We saw in a previous article that we could document the transformation logic using custom metadata, in this article we will see how we can leverage EDC functionality to define with more detail and show the transformation logic more clearly in the catalog using the new custom metadata framework features available in 10.4.
Define a model
EDC has a pre-built model to derive from called ETL model, you can derive the model you want to use to represent your metadata from the ETL model.
- Derive the “ETL model” to create your Data Flow objects
- Mapping instance will render source/target panel, Controlling asset panel
- Transformations, Groups and Fields are secondary objects (not searchable, no overview)
- Use associations to define lineage at multiple level (Summary, detailed, control)
- core.DataSetDataFlow, Summary lineage association between 2 datasets (Tables, Views, etc)
- core.DirectionalDataFlow: Summary lineage association between 2 data elements (Table Columns, File Fields, etc)
- com.infa.ldm.etl.DetailedDataSetDataFlow: Transformation logic lineage association between 2 datasets, use com.infa.ldm.etlcore.Operation to document transformation.
- com.infa.ldm.etl.DetailedDataFlow: Transformation logic lineage association between 2 data elements use com.infa.ldm.etlcore.Operation to document transformation
- com.infa.ldm.etl.DetailedDataSetDataElementDataFlow: Transformation logic lineage association between data element from data sets and transformation logic objects (e.g. mapping)
- com.infa.ldm.etl.DetailedDataSetMappingSetDataFlow: Lineage association to render asset summary lineage and impact analysis.

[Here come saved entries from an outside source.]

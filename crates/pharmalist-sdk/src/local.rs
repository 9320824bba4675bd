//! In-process list service over a local store.

use crate::error::SdkError;
use crate::ListService;
use async_trait::async_trait;
use pharmalist_domain::{
    AddItemsOutcome, DomainKey, ItemBatch, ListDetail, ListId, ListStore, ListSummary, ListUpdate,
    ListVersion, NewList, NewVersion, NewWorkLog, WorkLog,
};
use pharmalist_llm::{EchoProvider, QueryAnswer, QueryRelay, QueryRequest};
use pharmalist_store::StoreError;
use std::sync::{Arc, Mutex};

/// [`ListService`] backed by a store in this process
///
/// The offline counterpart of [`PharmaClient`](crate::PharmaClient): same
/// operations, same error kinds, no network. Questions go to an echoing
/// provider unless another relay is supplied.
pub struct LocalService<S> {
    store: Arc<Mutex<S>>,
    relay: QueryRelay,
}

impl<S> Clone for LocalService<S> {
    fn clone(&self) -> Self {
        Self {
            store: Arc::clone(&self.store),
            relay: self.relay.clone(),
        }
    }
}

impl<S> LocalService<S>
where
    S: ListStore<Error = StoreError> + Send,
{
    /// Wrap a store
    pub fn new(store: S) -> Self {
        Self {
            store: Arc::new(Mutex::new(store)),
            relay: QueryRelay::new(EchoProvider),
        }
    }

    /// Answer questions through `relay` instead of the echo provider
    pub fn with_relay(mut self, relay: QueryRelay) -> Self {
        self.relay = relay;
        self
    }

    fn with_store<T>(&self, op: impl FnOnce(&mut S) -> Result<T, StoreError>) -> Result<T, SdkError> {
        let mut guard = self
            .store
            .lock()
            .map_err(|_| SdkError::Storage("store lock poisoned".to_string()))?;
        Ok(op(&mut guard)?)
    }
}

#[async_trait]
impl<S> ListService for LocalService<S>
where
    S: ListStore<Error = StoreError> + Send,
{
    async fn list(&self, domain: Option<DomainKey>) -> Result<Vec<ListSummary>, SdkError> {
        let lists = self.with_store(|store| store.list(domain))?;
        Ok(lists.iter().map(ListSummary::from).collect())
    }

    async fn get(&self, id: ListId) -> Result<ListDetail, SdkError> {
        let (record, versions) = self.with_store(|store| Ok((store.get(id)?, store.versions(id)?)))?;
        Ok(ListDetail::new(record, versions))
    }

    async fn create(&self, new_list: NewList) -> Result<ListSummary, SdkError> {
        let record = self.with_store(|store| store.create(new_list))?;
        Ok(ListSummary::from(&record))
    }

    async fn update(&self, id: ListId, update: ListUpdate) -> Result<ListSummary, SdkError> {
        let record = self.with_store(|store| store.update(id, update))?;
        Ok(ListSummary::from(&record))
    }

    async fn add_items(&self, id: ListId, batch: ItemBatch) -> Result<AddItemsOutcome, SdkError> {
        self.with_store(|store| store.add_items(id, batch))
    }

    async fn delete(&self, id: ListId) -> Result<bool, SdkError> {
        self.with_store(|store| store.delete(id))
    }

    async fn versions(&self, id: ListId) -> Result<Vec<ListVersion>, SdkError> {
        self.with_store(|store| store.versions(id))
    }

    async fn record_version(&self, version: NewVersion) -> Result<ListVersion, SdkError> {
        self.with_store(|store| store.record_version(version))
    }

    async fn work_logs(&self, id: ListId) -> Result<Vec<WorkLog>, SdkError> {
        self.with_store(|store| store.work_logs(id))
    }

    async fn add_work_log(&self, entry: NewWorkLog) -> Result<WorkLog, SdkError> {
        self.with_store(|store| store.add_work_log(entry))
    }

    async fn reset(&self) -> Result<Vec<ListSummary>, SdkError> {
        let lists = self.with_store(|store| store.reset_to_default())?;
        Ok(lists.iter().map(ListSummary::from).collect())
    }

    async fn ask(&self, request: QueryRequest) -> Result<QueryAnswer, SdkError> {
        let titles = self
            .with_store(|store| store.list(request.domain))?
            .into_iter()
            .map(|l| l.purpose)
            .collect();
        Ok(self.relay.ask(request.with_context(titles)).await?)
    }
}

#[cfg(test)]
mod tests {
    use super::*;
    use pharmalist_llm::MockProvider;
    use pharmalist_store::MemoryStore;

    #[tokio::test]
    async fn test_create_then_add_items() {
        let service = LocalService::new(MemoryStore::new());
        let created = service
            .create(NewList::new("Customer", "Q4 List").with_requester("Anita", "Brand Manager"))
            .await
            .unwrap();
        assert_eq!(created.version_number, 1);

        let mut item = pharmalist_domain::Attributes::new();
        item.insert("name".to_string(), "Dr. A".into());
        let outcome = service
            .add_items(created.id, ItemBatch::new(vec![item]).by("Anita"))
            .await
            .unwrap();
        assert_eq!(outcome.added, 1);
        assert_eq!(outcome.version_number, 2);

        let detail = service.get(created.id).await.unwrap();
        assert_eq!(detail.current_snapshot.len(), 1);
        assert_eq!(detail.versions.len(), 2);
    }

    #[tokio::test]
    async fn test_errors_keep_their_kind() {
        let service = LocalService::new(MemoryStore::seeded());
        let err = service.get(ListId::new()).await.unwrap_err();
        assert!(err.is_not_found());

        let err = service.create(NewList::new("Sales", "Q4")).await.unwrap_err();
        assert!(matches!(err, SdkError::Validation(_)));
    }

    #[tokio::test]
    async fn test_clones_share_the_store() {
        let service = LocalService::new(MemoryStore::seeded());
        let other = service.clone();
        let lists = service.list(None).await.unwrap();
        assert!(other.delete(lists[0].id).await.unwrap());
        assert_eq!(service.list(None).await.unwrap().len(), lists.len() - 1);
    }

    #[tokio::test]
    async fn test_ask_cites_domain_titles() {
        let service = LocalService::new(MemoryStore::seeded())
            .with_relay(QueryRelay::new(MockProvider::new("One list")));
        let answer = service
            .ask(QueryRequest::new("Which lists?").in_domain(DomainKey::Customer))
            .await
            .unwrap();
        assert_eq!(answer.answer, "One list");
        assert_eq!(answer.sources, vec!["Q3 Cardiology Target List"]);
    }
}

To be set between data sets (table, etc) and transformation logic object (e.g. mapping)
- core.DataSetControlFlow: Lineage association to render asset control summary. To be set between data sets (table, etc)
Build custom metadata
To show how to build custom metadata we will work on an example. We define a custom model with the following package name: org.demo.custom.etl001 with the following classes with associated super class to inherit some of the behavior or the out-of-the-box ETL model:
In addition, we also reuse icons from the out-of-the-box model in order to show an icons for the custom object we will be ingesting to the catalog. The model definition contains a zip file name icons.zip like:
In our example, we want to represent a data mapping called “mapping_aggregatorTx” which is composed by 3 transformations and propagate the fields among those transformation with associated data transformation.
We define those objects in the objects_Agg.csv (the file can be name anything but must be prefixed with “objects_”)
Define links between objects
We define the parent child relationship between the object in the links_agg.csv (the file can be name anything but must be prefixed with “links_”)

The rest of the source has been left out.